Don't miss the comic-rock genius of Die Roten Punkte


When I left Spirit Square Wednesday night, my face hurt. If there’s one show I’d recommend taking a chance on it’s Die Roten Punkte’s comic concert running Thursday through Sunday at Duke Energy Theater. I felt the same way when I saw them at Booth Playhouse in 2010. For music fans, even those who don’t care that much for standup or sketch comedy, it is ridiculously funny. I go to movies and watch sitcoms and can count on one hand the times I laugh out loud. At this show, I completely lost track of the times I heard my husband (who reserves his own tearstained giggle fits for the rare “South Park” and “Portlandia” episode) chuckling loudly beside me. The entire crowd was in fits over Astrid and Otto Rot’s on stage antics. A few were even playfully heckled by the band for arriving late.

Astrid and Otto - orphaned siblings whose parents were either hit by a train (more likely) or eaten by a lion (a story young Otto seemed to prefer because it’s less gruesome?) ran away from their abusive relatives and started a rock band in the city. They wrote a mini rock opera about the experience. The show is presented as a regular concert with the Rots playing child-size instruments that look small enough for my three-year-old to comfortably play. The songs are funny enough. The opener is about a vegetarian dinosaur that’s force to flip burgers at a fast food joint. Another is a double entendre heavy come-on from sister Astrid that features physical comedy, audience interaction, and seems to go on and on causing Otto to quip, “Wasn’t that a quick one?” But it's their banter that really takes the show to another level. 

The pair snipe and poke fun at each other, revisit their tragicomic backstory, and bicker about song meanings, non-rock n’ roll behavior, and Astrid’s drug rehab. But what’s different about this run of shows is the subject of their new album and tour is "Kunst Rock" or art rock, which is a topic that’s ripe for lampooning. 

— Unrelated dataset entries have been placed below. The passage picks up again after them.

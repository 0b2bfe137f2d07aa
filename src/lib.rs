pub mod api;
pub mod config;
pub mod db;
pub mod engine;
pub mod entities;
pub mod error;
pub mod server;
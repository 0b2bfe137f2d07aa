use axum::extract::rejection::QueryRejection;
use axum::extract::{Extension, Json, Query};
use serde::Deserialize;

use crate::api::DynAPI;
use crate::entities::{PageRequest, TripFilter, TripPage};
use crate::error::{invalid_input_error, Error};

#[derive(Debug, Deserialize)]
pub struct ListParams {
    page: Option<i64>,
    limit: Option<i64>,
    vendor_id: Option<String>,
    start_date: Option<String>,
    end_date: Option<String>,
    search: Option<String>,
}

pub async fn list(
    Extension(api): Extension<DynAPI>,
    params: Result<Query<ListParams>, QueryRejection>,
) -> Result<Json<TripPage>, Error> {
    let Query(params) = params?;

    let filter = TripFilter::new(
        parse_vendor_id(params.vendor_id)?,
        params.start_date,
        params.end_date,
        params.search,
    );
    let page = PageRequest::new(params.page, params.limit);

    let trips = api.list_trips(filter, page).await?;

    Ok(trips.into())
}

/// An empty `vendor_id` means no vendor filter; anything else must be numeric.
fn parse_vendor_id(raw: Option<String>) -> Result<Option<i64>, Error> {
    raw.filter(|s| !s.is_empty())
        .map(|s| s.parse::<i64>())
        .transpose()
        .map_err(|err| invalid_input_error(format!("invalid vendor_id: {}", err)))
}
use async_trait::async_trait;
use std::sync::Arc;

use crate::entities::{
    DateRange, Metrics, PageRequest, Period, TrendPoint, TripFilter, TripPage, VendorStats,
};
use crate::error::Error;

#[async_trait]
pub trait TripAPI {
    async fn list_trips(&self, filter: TripFilter, page: PageRequest) -> Result<TripPage, Error>;
}

#[async_trait]
pub trait AnalyticsAPI {
    async fn metrics(&self, range: DateRange) -> Result<Metrics, Error>;
    async fn trends(&self, period: Period) -> Result<Vec<TrendPoint>, Error>;
    async fn vendor_stats(&self) -> Result<Vec<VendorStats>, Error>;
}

pub trait API: TripAPI + AnalyticsAPI {}

pub type DynAPI = Arc<dyn API + Send + Sync>;
pub mod analytics;
pub mod health;
pub mod metrics;
pub mod trips;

Otto worships at the church of Brian Eno. He sings an ode to his portable banana protector (the Velvet Underground/Andy Warhol-like t-shirts they’re selling would make an inspired gift to the record geek or indie rock snob in your life). But it’s the “Untitled” track - an over-the-top live looping experiment that includes a bit of audience participation - that really gives modern music a good razzing. It may seem like a joke, but I’ve actually interviewed bands that sampled pages turning and water running.

It may appear a train wreck, but it’s a calculated one which has received rave reviews at international arts and culture festivals. Their sibling rivalry and interplay is actually very realistic, even if the circumstances of their relationship falling apart on stage seem fantastical. She’s bossy and slutty. He’s na├»ve and innocent.

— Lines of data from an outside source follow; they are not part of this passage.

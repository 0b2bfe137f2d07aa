use serde::{Deserialize, Serialize};

pub const DEFAULT_PAGE: i64 = 1;
pub const DEFAULT_PAGE_SIZE: i64 = 10;
pub const MAX_PAGE_SIZE: i64 = 1000;

/// A clamped page request: `page >= 1` and `1 <= limit <= MAX_PAGE_SIZE`.
#[derive(Clone, Copy, Debug, PartialEq, Eq)]
pub struct PageRequest {
    pub page: i64,
    pub limit: i64,
}

impl PageRequest {
    pub fn new(page: Option<i64>, limit: Option<i64>) -> Self {
        Self {
            page: page.unwrap_or(DEFAULT_PAGE).max(1),
            limit: limit.unwrap_or(DEFAULT_PAGE_SIZE).clamp(1, MAX_PAGE_SIZE),
        }
    }

    pub fn offset(&self) -> i64 {
        (self.page - 1).saturating_mul(self.limit)
    }

    pub fn paginate(&self, total: i64) -> Pagination {
        Pagination {
            page: self.page,
            limit: self.limit,
            total,
            pages: (total + self.limit - 1) / self.limit,
        }
    }
}

impl Default for PageRequest {
    fn default() -> Self {
        Self::new(None, None)
    }
}

#[derive(Clone, Debug, PartialEq, Eq, Serialize, Deserialize)]
pub struct Pagination {
    pub page: i64,
    pub limit: i64,
    pub total: i64,
    pub pages: i64,
}

#[cfg(test)]
mod tests {
    use super::*;

    #[test]
    fn defaults() {
        let req = PageRequest::default();

        assert_eq!(req, PageRequest { page: 1, limit: 10 });
        assert_eq!(req.offset(), 0);
    }

    #[test]
    fn clamps_out_of_range_values() {
        assert_eq!(PageRequest::new(Some(0), Some(0)), PageRequest { page: 1, limit: 1 });
        assert_eq!(PageRequest::new(Some(-3), Some(5)).offset(), 0);
        assert_eq!(PageRequest::new(Some(2), Some(50_000)).limit, MAX_PAGE_SIZE);
    }

    #[test]
    fn offset_skips_previous_pages() {
        assert_eq!(PageRequest::new(Some(3), Some(25)).offset(), 50);
    }

    #[test]
    fn pages_round_up() {
        let req = PageRequest::new(Some(1), Some(10));

        assert_eq!(req.paginate(0).pages, 0);
        assert_eq!(req.paginate(10).pages, 1);
        assert_eq!(req.paginate(11).pages, 2);
        assert_eq!(
            req.paginate(95),
            Pagination {
                page: 1,
                limit: 10,
                total: 95,
                pages: 10
            }
        );
    }
}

People might miss out on the show because it’s hard to know when you see their painted faces and black and red costumes just what you’re in for. Is it a rock concert? A comedy? A musical? A play? It's all of that, but it rarely seems staged. You can forget that maybe these are actually Australians riffing on rock n' roll cliches.

There are plenty of clips online to encourage (or discourage) further investigation. Be aware - there's a bit of profanity and suggestive subject matter in the live show. But you can check out "Ich Bin Nicht Ein Roboter (I am a Lion)," "Rock Bang!," "Burger Store Dinosaur," and "Bananahaus" on YouTube.